#### TRY IT:
Your task is to find every line of the data that holds the string "parent" and copy it.

##### DATA SECTION #####

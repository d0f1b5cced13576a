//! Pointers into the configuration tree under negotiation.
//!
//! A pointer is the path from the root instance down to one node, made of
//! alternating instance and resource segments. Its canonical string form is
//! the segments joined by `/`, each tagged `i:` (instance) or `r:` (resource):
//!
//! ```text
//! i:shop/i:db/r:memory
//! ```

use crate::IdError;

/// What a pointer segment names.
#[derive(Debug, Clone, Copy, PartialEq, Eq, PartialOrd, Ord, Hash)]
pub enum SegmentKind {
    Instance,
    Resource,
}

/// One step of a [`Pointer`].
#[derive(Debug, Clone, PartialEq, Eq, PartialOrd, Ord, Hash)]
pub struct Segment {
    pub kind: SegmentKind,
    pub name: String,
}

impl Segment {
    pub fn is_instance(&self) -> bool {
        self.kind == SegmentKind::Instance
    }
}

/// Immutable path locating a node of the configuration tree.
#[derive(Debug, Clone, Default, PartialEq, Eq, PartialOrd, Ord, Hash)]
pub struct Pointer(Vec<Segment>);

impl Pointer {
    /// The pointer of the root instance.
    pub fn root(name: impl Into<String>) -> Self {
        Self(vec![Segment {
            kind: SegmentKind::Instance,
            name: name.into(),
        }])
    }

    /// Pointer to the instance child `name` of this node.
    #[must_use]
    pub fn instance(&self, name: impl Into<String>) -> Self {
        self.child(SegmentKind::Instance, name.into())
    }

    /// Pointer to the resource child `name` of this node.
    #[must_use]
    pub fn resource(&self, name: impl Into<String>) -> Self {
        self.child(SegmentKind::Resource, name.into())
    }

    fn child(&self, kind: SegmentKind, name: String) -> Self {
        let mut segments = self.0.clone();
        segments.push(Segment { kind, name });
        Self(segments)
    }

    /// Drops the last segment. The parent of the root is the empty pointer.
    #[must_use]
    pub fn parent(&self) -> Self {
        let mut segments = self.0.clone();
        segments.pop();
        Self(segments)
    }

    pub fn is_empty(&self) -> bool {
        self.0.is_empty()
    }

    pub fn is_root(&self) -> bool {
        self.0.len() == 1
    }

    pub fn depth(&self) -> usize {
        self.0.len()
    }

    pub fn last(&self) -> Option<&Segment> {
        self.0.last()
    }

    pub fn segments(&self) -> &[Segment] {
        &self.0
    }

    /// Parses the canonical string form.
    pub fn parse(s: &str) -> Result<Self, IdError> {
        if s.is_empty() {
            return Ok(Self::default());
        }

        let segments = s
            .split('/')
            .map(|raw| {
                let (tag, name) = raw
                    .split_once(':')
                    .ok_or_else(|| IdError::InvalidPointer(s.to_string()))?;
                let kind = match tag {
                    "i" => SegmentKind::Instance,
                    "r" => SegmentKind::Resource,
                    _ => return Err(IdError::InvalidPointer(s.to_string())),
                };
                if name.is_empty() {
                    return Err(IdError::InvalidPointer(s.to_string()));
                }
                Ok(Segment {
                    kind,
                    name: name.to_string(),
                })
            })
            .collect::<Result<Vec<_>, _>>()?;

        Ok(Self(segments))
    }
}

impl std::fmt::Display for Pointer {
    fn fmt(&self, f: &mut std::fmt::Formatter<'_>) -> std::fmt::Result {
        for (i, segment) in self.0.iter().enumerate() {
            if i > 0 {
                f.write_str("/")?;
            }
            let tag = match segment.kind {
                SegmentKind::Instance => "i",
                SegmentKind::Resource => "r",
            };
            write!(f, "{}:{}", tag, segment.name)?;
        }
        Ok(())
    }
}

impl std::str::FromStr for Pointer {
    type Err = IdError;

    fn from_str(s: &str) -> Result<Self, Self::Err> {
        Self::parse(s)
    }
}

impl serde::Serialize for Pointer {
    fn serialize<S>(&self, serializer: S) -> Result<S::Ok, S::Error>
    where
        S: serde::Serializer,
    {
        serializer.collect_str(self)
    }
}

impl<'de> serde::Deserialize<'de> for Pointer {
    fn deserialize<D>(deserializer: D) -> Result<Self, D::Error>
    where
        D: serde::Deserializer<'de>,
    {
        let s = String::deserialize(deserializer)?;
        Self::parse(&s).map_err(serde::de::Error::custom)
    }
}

#####

#### ANSWER AREA:
    /// Drops the last segment. The parent of the root is the empty pointer.
    pub fn parent(&self) -> Self {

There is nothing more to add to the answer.